That is because he knows what is coming and how bad it is going to get.

The problem is that we can't stop home price declines, which is why you haven't heard Gross actually come out with a proposal to do so.

It is mathematically impossible to achieve his goal and he knows it.

Debt-to-income ratios over 36-40% are unaffordable no matter what you do, and this naturally caps home prices in the 2.5-3x income range, with the lower end being present when interest rates are relatively high (8-10%) and the upper end being present when they are low (6-8%.) Long-money rates under 6% are historically an aberration and cannot be sustained with the public debt and deficit spending our government engages in.

The nasty in all of this mess is that any attempt to prop up banks like Bear Stearns or others - and there will be others - inevitably screws the vast majority of Americans.

Let's remember - 30% of homes in America have no mortgage at all. Those homeowners have nothing to be gained by "bailouts" for speculators or homeowners, as they own their homes outright.

Another 50% of the housing stock has a mortgage on it that was underwritten under sound guidelines - 20% down, no piggybacks, owned for a long time. These mortgages are not underwater and won't go underwater. Yes, there will be home price depreciation, but the principal will remain less than the note, top to bottom, even if we have a severe, deep recession.

The last 20% of the homes are the problem.

About half of those were purchased during the "bubble years". They are either underwater now or will be. There is no escape from this reality, and most of these will foreclose if the borrowers/owners are intelligent about it. They will exercise the right of "efficient breach" and jingle mail the keys. Their credit will be destroyed for several years, but that's where it stops for them.

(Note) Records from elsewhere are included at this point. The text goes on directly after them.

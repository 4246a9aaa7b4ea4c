//! Payment webhook handling
//!
//! Providers redeliver callbacks, so every effect here is idempotent.

use hmac::{Hmac, Mac};
use rust_decimal::Decimal;
use sha2::Sha512;
use uuid::Uuid;

use crate::dip::DipService;
use crate::error::{AppError, AppResult};
use crate::loan::LoanService;
use crate::payments::{PaymentEvent, PaymentEventKind, PaymentOutcome, PaymentType};
use crate::repository::Store;

pub const SIGNATURE_HEADER: &str = "x-paystack-signature";

type HmacSha512 = Hmac<Sha512>;

/// Check a hex HMAC-SHA512 of the raw body against the shared secret
pub fn verify_signature(secret: &str, body: &[u8], signature: &str) -> bool {
    let Ok(expected) = hex::decode(signature.trim()) else {
        return false;
    };
    let Ok(mut mac) = HmacSha512::new_from_slice(secret.as_bytes()) else {
        return false;
    };
    mac.update(body);
    mac.verify_slice(&expected).is_ok()
}

pub struct PaymentService<S: Store> {
    dips: DipService<S>,
    loans: LoanService<S>,
}

impl<S: Store> Clone for PaymentService<S> {
    fn clone(&self) -> Self {
        Self {
            dips: self.dips.clone(),
            loans: self.loans.clone(),
        }
    }
}

impl<S: Store> PaymentService<S> {
    pub fn new(dips: DipService<S>, loans: LoanService<S>) -> Self {
        Self { dips, loans }
    }

    pub async fn handle_event(&self, event: PaymentEvent) -> AppResult<PaymentOutcome> {
        let reference = event.data.reference.as_str();
        if event.event != PaymentEventKind::ChargeSuccess {
            tracing::debug!(reference, event = ?event.event, "Payment event ignored");
            return Ok(PaymentOutcome::Ignored);
        }
        let Some(metadata) = event.data.metadata else {
            tracing::debug!(reference, "Payment without metadata ignored");
            return Ok(PaymentOutcome::Ignored);
        };

        let outcome = match metadata.payment_type {
            Some(PaymentType::ManagementFee) => {
                require_amount(event.data.amount)?;
                let application_id = require_application(metadata.application_id)?;
                self.dips.record_management_fee(application_id).await?;
                PaymentOutcome::ManagementFeeRecorded
            }
            Some(PaymentType::DueDiligence) => {
                let application_id = require_application(metadata.application_id)?;
                self.dips.mark_due_diligence_paid(application_id).await?;
                PaymentOutcome::DueDiligenceRecorded
            }
            Some(PaymentType::LoanRepayment) => {
                let amount = require_amount(event.data.amount)?;
                let repayment_id = metadata.repayment_id.ok_or_else(|| {
                    AppError::Invalid("Loan repayment without repayment_id".to_string())
                })?;
                self.loans.record_repayment(repayment_id, amount).await?;
                PaymentOutcome::RepaymentRecorded
            }
            Some(PaymentType::Other) | None => PaymentOutcome::Ignored,
        };

        tracing::info!(reference, outcome = ?outcome, "Payment event handled");
        Ok(outcome)
    }
}

fn require_amount(amount: Option<Decimal>) -> AppResult<Decimal> {
    amount.ok_or_else(|| AppError::Invalid("Payment amount is required".to_string()))
}

fn require_application(application_id: Option<Uuid>) -> AppResult<Uuid> {
    application_id.ok_or_else(|| AppError::Invalid("Payment without application_id".to_string()))
}

#[cfg(test)]
mod tests {
    use super::*;

    fn sign(secret: &str, body: &[u8]) -> String {
        let mut mac = HmacSha512::new_from_slice(secret.as_bytes()).unwrap();
        mac.update(body);
        hex::encode(mac.finalize().into_bytes())
    }

    #[test]
    fn test_signature_round_trip() {
        let body = br#"{"event":"charge.success"}"#;
        let signature = sign("whsec", body);

        assert!(verify_signature("whsec", body, &signature));
        assert!(!verify_signature("other", body, &signature));
        assert!(!verify_signature("whsec", b"{}", &signature));
    }

    #[test]
    fn test_malformed_signature_rejected() {
        assert!(!verify_signature("whsec", b"{}", "not-hex"));
        assert!(!verify_signature("whsec", b"{}", ""));
    }
}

The other half of the remainder, 10% of the total, are worse. These are the homes that were serially flipped or serially refinanced. Many, but not all, are held by speculators who got left "holding the bag." Those who serially refinanced and MEW'd out the money to blow on various toys and spending are the ones with real problems. Essentially all of these homes will eventually foreclose and most of those loans are "recourse", which means the borrowers - your neighbors - will be forced in to bankruptcy. This number may eventually reach 10% of all American households, or fifteen to twenty million filings over the next few years.

Now let's look at the economic damage.

The "best figure" I have on the US housing stock value is right near $36 trillion. 20% of that value, or about $7.2 trillion, is "at risk" in terms of borrowers. Let's further assume that through FHA and other programs, we can save half of these homes from foreclosure.

None of that housing stock subject to foreclosure is a zero. If we assume rather pessimistic recovery on first mortgages of 50%, this is $1.8 trillion in real losses that are going to be realized on the value of the homes.

The bad news is that there are also in the high several hundred billion in HELOCs that are worthless on top of the rest. It is reasonable to assume that of the HELOC money out there, that associated with the foreclosed homes has a zero recovery, as these homes are all underwater on the firsts. Call this $100 billion more of realized losses.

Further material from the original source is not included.